Mas ela teme que as autoridades estejam deliberadamente minimizando a importância para proteger a imagem do ponto turístico antes da Copa do Mundo. Puerto Vallarta – que ficou famoso como ponto de escala do programa de TV de sucesso dos anos 1970 e 1980 “The Love Boat” – fica a apenas 52 minutos de avião de Guadalajara, que sediará quatro jogos da Copa do Mundo em junho.

“Este parece ser um denominador comum entre os feminicídios ocorridos recentemente”, disse Canales durante um intervalo de uma sessão legislativa. “Foi esse detalhe específico que inicialmente levou à suspeita de um serial killer.”

Duas mulheres não identificadas foram encontradas mortas com dias de diferença. Uma mulher de blusa azul – que se acredita ter cerca de 30 anos – foi encontrada morta na Avenida Victor Itiburde, perto da fazenda El Pirulí, em 10 de maio, com o corpo em posição supina e cortes em ambos os pulsos.

Cinco dias depois, uma mulher de blusa preta – com idades entre 35 e 40 anos – foi encontrada morta perto do luxuoso resort Hyatt Ziva Puerto Vallarta, de 4,5 estrelas, apresentando sinais de uma pancada na cabeça e estando morta há várias horas. Nenhuma das mulheres foi identificada.

“Em todos os casos, as blusas das vítimas foram puxadas para cima”, disse Canales. “Em dois – possivelmente três – dos casos, suas blusas foram encontradas nesta posição levantada.”

Três mulheres foram recentemente assassinadas em Puerto Vallarta. Grupo Arterra/Universal Images via Getty Images

Apesar do suposto padrão, a promotoria estadual concluiu na quarta-feira que não havia ligação entre essas mortes e a morte de Elizabeth Galindo, 25, que foi dada como desaparecida no Estado do México em 29 de abril e encontrada morta em 21 de maio em Puerto Vallarta com múltiplos sinais de violência e hematomas no rosto.

Canales não acredita nisso.
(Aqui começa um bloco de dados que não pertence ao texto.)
//! The fixed sequence of prompt stages that turns a motion capture into a plan.

use serde::{Deserialize, Serialize};
use std::collections::HashMap;
use std::fmt;
use std::fs;
use std::path::{Path, PathBuf};
use tracing::{info, warn};

use crate::error::{PipelineError, PipelineResult};
use crate::motion::MotionCapture;
use crate::prompts;
use crate::providers::{PromptTemplate, TextGenerator};

pub const SUMMARY_REPORT_FILE: &str = "exercise_summary.md";
pub const IMPLEMENTATION_REPORT_FILE: &str = "game_implementation.md";

#[derive(Debug, Clone, Copy, PartialEq, Eq, Hash, Serialize, Deserialize)]
#[serde(rename_all = "snake_case")]
pub enum Stage {
    AnalyzeData,
    SuggestExercises,
    DesignGame,
    PlanRoutine,
    WriteSummary,
    WriteImplementation,
}

impl Stage {
    /// Execution order.
    pub const ALL: [Stage; 6] = [
        Stage::AnalyzeData,
        Stage::SuggestExercises,
        Stage::DesignGame,
        Stage::PlanRoutine,
        Stage::WriteSummary,
        Stage::WriteImplementation,
    ];

    pub fn name(&self) -> &'static str {
        match self {
            Stage::AnalyzeData => "analyze_data",
            Stage::SuggestExercises => "suggest_exercises",
            Stage::DesignGame => "design_game",
            Stage::PlanRoutine => "plan_routine",
            Stage::WriteSummary => "write_summary",
            Stage::WriteImplementation => "write_implementation",
        }
    }

    pub fn template(&self) -> PromptTemplate {
        PromptTemplate::new(match self {
            Stage::AnalyzeData => prompts::DATA_ANALYST,
            Stage::SuggestExercises => prompts::PHYSIOTHERAPIST,
            Stage::DesignGame => prompts::GAME_DESIGNER,
            Stage::PlanRoutine => prompts::ROUTINE_PLANNER,
            Stage::WriteSummary => prompts::REPORT_WRITER,
            Stage::WriteImplementation => prompts::IMPLEMENTATION_WRITER,
        })
    }
}

impl fmt::Display for Stage {
    fn fmt(&self, f: &mut fmt::Formatter<'_>) -> fmt::Result {
        f.write_str(self.name())
    }
}

/// Text produced by every stage of a run.
#[derive(Debug, Clone, Default, PartialEq, Serialize, Deserialize)]
pub struct PlanOutput {
    pub analysis: String,
    pub exercise_suggestions: String,
    pub game_design: String,
    pub exercise_routine: String,
    pub exercise_summary: String,
    pub game_implementation: String,
}

impl PlanOutput {
    /// Variables available to prompts once the stages before them have run.
    fn variables<'a>(&'a self, motion_data: &'a str) -> HashMap<&'static str, &'a str> {
        HashMap::from([
            ("motion_data", motion_data),
            ("analysis", self.analysis.as_str()),
            ("exercise_suggestions", self.exercise_suggestions.as_str()),
            ("game_design", self.game_design.as_str()),
            ("exercise_routine", self.exercise_routine.as_str()),
        ])
    }

    fn slot(&mut self, stage: Stage) -> &mut String {
        match stage {
            Stage::AnalyzeData => &mut self.analysis,
            Stage::SuggestExercises => &mut self.exercise_suggestions,
            Stage::DesignGame => &mut self.game_design,
            Stage::PlanRoutine => &mut self.exercise_routine,
            Stage::WriteSummary => &mut self.exercise_summary,
            Stage::WriteImplementation => &mut self.game_implementation,
        }
    }

    /// Writes `exercise_summary.md` and `game_implementation.md` into `dir`.
    pub fn write_reports(&self, dir: &Path) -> PipelineResult<Vec<PathBuf>> {
        fs::create_dir_all(dir).map_err(|e| PipelineError::io(dir, e))?;
        let mut written = Vec::with_capacity(2);
        for (file_name, body) in [
            (SUMMARY_REPORT_FILE, &self.exercise_summary),
            (IMPLEMENTATION_REPORT_FILE, &self.game_implementation),
        ] {
            let path = dir.join(file_name);
            fs::write(&path, body).map_err(|e| PipelineError::io(&path, e))?;
            written.push(path);
        }
        info!(dir = ?dir, "Wrote plan reports");
        Ok(written)
    }
}

/// Runs the stages in order against a text generator.
pub struct Workflow<'a> {
    generator: &'a dyn TextGenerator,
    sample_stride: usize,
}

impl<'a> Workflow<'a> {
    pub fn new(generator: &'a dyn TextGenerator, sample_stride: usize) -> Self {
        Workflow { generator, sample_stride }
    }

    /// Downsamples the capture and runs every stage on it.
    pub async fn process_motion(&self, capture: &MotionCapture) -> PipelineResult<PlanOutput> {
        let reduced = capture.downsample(self.sample_stride)?;
        info!(
            samples = capture.sample_count(),
            kept = reduced.sample_count(),
            stride = self.sample_stride,
            "Prepared motion data"
        );
        self.run(&reduced.to_prompt_json()?).await
    }

    /// Runs every stage on already serialised motion data.
    ///
    /// A failing stage stops the run; later stages are not attempted.
    pub async fn run(&self, motion_data: &str) -> PipelineResult<PlanOutput> {
        let mut output = PlanOutput::default();
        for stage in Stage::ALL {
            let text = self
                .run_stage(stage, &output, motion_data)
                .await
                .map_err(|e| {
                    warn!(stage = %stage, error = %e, "Stage failed, halting workflow");
                    PipelineError::Stage { stage, source: Box::new(e) }
                })?;
            *output.slot(stage) = text;
        }
        Ok(output)
    }

    async fn run_stage(&self, stage: Stage, output: &PlanOutput, motion_data: &str) -> PipelineResult<String> {
        let prompt = stage.template().render(&output.variables(motion_data))?;
        info!(stage = %stage, prompt_len = prompt.len(), "Running stage");
        self.generator.generate(&prompt).await
    }
}

#[cfg(test)]
mod tests {
    use super::*;

    #[test]
    fn test_stage_order_and_names() {
        let names: Vec<&str> = Stage::ALL.iter().map(Stage::name).collect();
        assert_eq!(
            names,
            vec!["analyze_data", "suggest_exercises", "design_game", "plan_routine", "write_summary", "write_implementation"]
        );
    }

    #[test]
    fn test_stage_templates_only_use_earlier_outputs() {
        let mut available = vec!["motion_data"];
        let produced = ["analysis", "exercise_suggestions", "game_design", "exercise_routine", "exercise_summary", "game_implementation"];
        for (stage, output_name) in Stage::ALL.iter().zip(produced) {
            for variable in stage.template().variables() {
                assert!(available.iter().any(|a| *a == variable), "{} uses {} before it exists", stage, variable);
            }
            available.push(output_name);
        }
    }

    #[test]
    fn test_write_reports() {
        let dir = tempfile::tempdir().unwrap();
        let output = PlanOutput {
            exercise_summary: "# Summary".to_string(),
            game_implementation: "# Implementation".to_string(),
            ..Default::default()
        };
        let written = output.write_reports(&dir.path().join("reports")).unwrap();
        assert_eq!(written.len(), 2);
        assert_eq!(fs::read_to_string(dir.path().join("reports").join(SUMMARY_REPORT_FILE)).unwrap(), "# Summary");
        assert_eq!(
            fs::read_to_string(dir.path().join("reports").join(IMPLEMENTATION_REPORT_FILE)).unwrap(),
            "# Implementation"
        );
    }
}
use anyhow::{bail, Context, Result};
use clap::{Parser, Subcommand};
use ndarray::ArrayView1;
use std::path::{Path, PathBuf};
use tracing::info;
use tracing_subscriber::EnvFilter;

use kinesis_core::SimilarityStore;
use kinesis_pipeline::imu::{self, ParseReport};
use kinesis_pipeline::ingest::ingest_features;
use kinesis_pipeline::{ParseMode, PipelineConfig, FEATURE_DIMENSION};

#[derive(Parser)]
#[command(name = "kinesis")]
#[command(about = "Index and query recorded IMU motion data")]
struct Cli {
    #[command(subcommand)]
    command: Command,
}

#[derive(Subcommand)]
enum Command {
    /// Parse recordings and report how many samples were read
    Inspect {
        #[arg(required = true)]
        files: Vec<PathBuf>,
        /// Fail on the first malformed record
        #[arg(long)]
        strict: bool,
    },
    /// Index every sample in a directory by its raw features and save the store
    Index {
        /// Directory of `*.js` recordings (defaults to KINESIS_DATA_PATH)
        dir: Option<PathBuf>,
        /// Base path for the saved store (defaults to KINESIS_STORE_PATH)
        #[arg(long)]
        out: Option<PathBuf>,
        #[arg(long)]
        strict: bool,
    },
    /// Print the size of a saved store
    Stats { path: Option<PathBuf> },
    /// Find the stored samples nearest to a feature vector
    Query {
        path: Option<PathBuf>,
        /// Comma-separated components, e.g. `10.5,-2,90,0.1,0.2,0.3,1,2,3,30`
        #[arg(long, required = true, value_delimiter = ',', allow_hyphen_values = true)]
        vector: Vec<f32>,
        #[arg(short, long)]
        k: Option<usize>,
    },
}

#[tokio::main]
async fn main() -> Result<()> {
    tracing_subscriber::fmt()
        .with_env_filter(
            EnvFilter::from_default_env()
                .add_directive("kinesis_pipeline=info".parse()?)
                .add_directive("kinesis_core=info".parse()?),
        )
        .init();

    let cli = Cli::parse();
    let config = PipelineConfig::from_env().context("invalid KINESIS_* environment")?;

    match cli.command {
        Command::Inspect { files, strict } => inspect(&files, parse_mode(&config, strict)),
        Command::Index { dir, out, strict } => {
            let mode = parse_mode(&config, strict);
            let dir = dir.unwrap_or(config.data_path);
            let out = out.unwrap_or(config.store_path);
            index(&dir, &out, mode)
        }
        Command::Stats { path } => stats(&path.unwrap_or(config.store_path)),
        Command::Query { path, vector, k } => {
            let k = k.unwrap_or(config.top_k);
            query(&path.unwrap_or(config.store_path), &vector, k)
        }
    }
}

fn parse_mode(config: &PipelineConfig, strict: bool) -> ParseMode {
    if strict {
        ParseMode::Strict
    } else {
        config.parse_mode
    }
}

fn inspect(files: &[PathBuf], mode: ParseMode) -> Result<()> {
    let mut samples = 0;
    let mut skipped = 0;
    for file in files {
        let report: ParseReport =
            imu::load_file(file, mode).with_context(|| format!("failed to parse {}", file.display()))?;
        println!("{}: {} samples, {} skipped", file.display(), report.samples.len(), report.skipped_count());
        for line in &report.skipped {
            println!("  line {}: {}", line.line, line.reason);
        }
        samples += report.samples.len();
        skipped += report.skipped_count();
    }
    if files.len() > 1 {
        println!("total: {} samples, {} skipped", samples, skipped);
    }
    Ok(())
}

fn index(dir: &Path, out: &Path, mode: ParseMode) -> Result<()> {
    let report = imu::load_directory(dir, mode).with_context(|| format!("failed to load {}", dir.display()))?;
    if report.samples.is_empty() {
        bail!("no samples found in {}", dir.display());
    }
    let mut store = SimilarityStore::with_dimension(FEATURE_DIMENSION)?;
    let added = ingest_features(&mut store, &report.samples)?;
    store.save(out).with_context(|| format!("failed to save store to {}", out.display()))?;
    info!(added, skipped = report.skipped_count(), out = ?out, "Index written");
    println!("indexed {} samples ({} skipped) into {}", added, report.skipped_count(), out.display());
    Ok(())
}

fn stats(path: &Path) -> Result<()> {
    let store = SimilarityStore::open(path).with_context(|| format!("failed to open {}", path.display()))?;
    println!("vectors: {}", store.len());
    println!("dimension: {}", store.dimension());
    println!("documents: {}", store.document_count());
    Ok(())
}

fn query(path: &Path, vector: &[f32], k: usize) -> Result<()> {
    let store = SimilarityStore::open(path).with_context(|| format!("failed to open {}", path.display()))?;
    let hits = store.search(ArrayView1::from(vector), k)?;
    for hit in &hits {
        println!("{}", serde_json::to_string(hit)?);
    }
    Ok(())
}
Ela acha que sabe por que as autoridades são tão rápidas em descartar a teoria de um serial killer.

“Deixe-me dizer por que acho que eles fizeram isso: porque, infelizmente, esta notícia está nas manchetes internacionais. Isso está deixando nossa cidade portuária sob uma luz muito ruim”, disse ela.

Puerto Vallarta fica a 52 minutos de vôo da capital mexicana, Guadalajara, que sediará os jogos da Copa do Mundo em junho. AFP via Getty Images

“Talvez esta seja a forma da Procuradoria-Geral da República tentar contrariar toda a notoriedade negativa que o nosso município está a receber atualmente”.

Cinco mulheres foram assassinadas em Puerto Vallarta nos primeiros cinco meses de 2026, em comparação com apenas três homicídios de mulheres em todo o ano passado.

Outros assassinatos este ano incluem: uma mulher de 73 anos foi morta a facadas dentro de sua casa em 20 de janeiro por seu filho de 47 anos, que então se matou.

O corpo da desaparecida Kitzia Montes, de 29 anos, foi encontrado no dia 31 de março às margens de uma rodovia no município de Autlán de Navarro.

No dia 23 de abril, uma mulher de 50 anos foi baleada em plena luz do dia enquanto andava de motocicleta.

E na terça-feira, a Dra. Dalia Cortés, 43, foi encontrada morta a facadas dentro de sua casa em Zapotiltic por seu filho de 13 anos. Ela teria sido morta por um ex-namorado que foi preso na sexta-feira.

“Acredito que isto é algo que nos coloca muito em alerta – algo que obriga nós, mulheres, a sermos muito mais cautelosos e, infelizmente, a vivermos com medo”, disse Canales.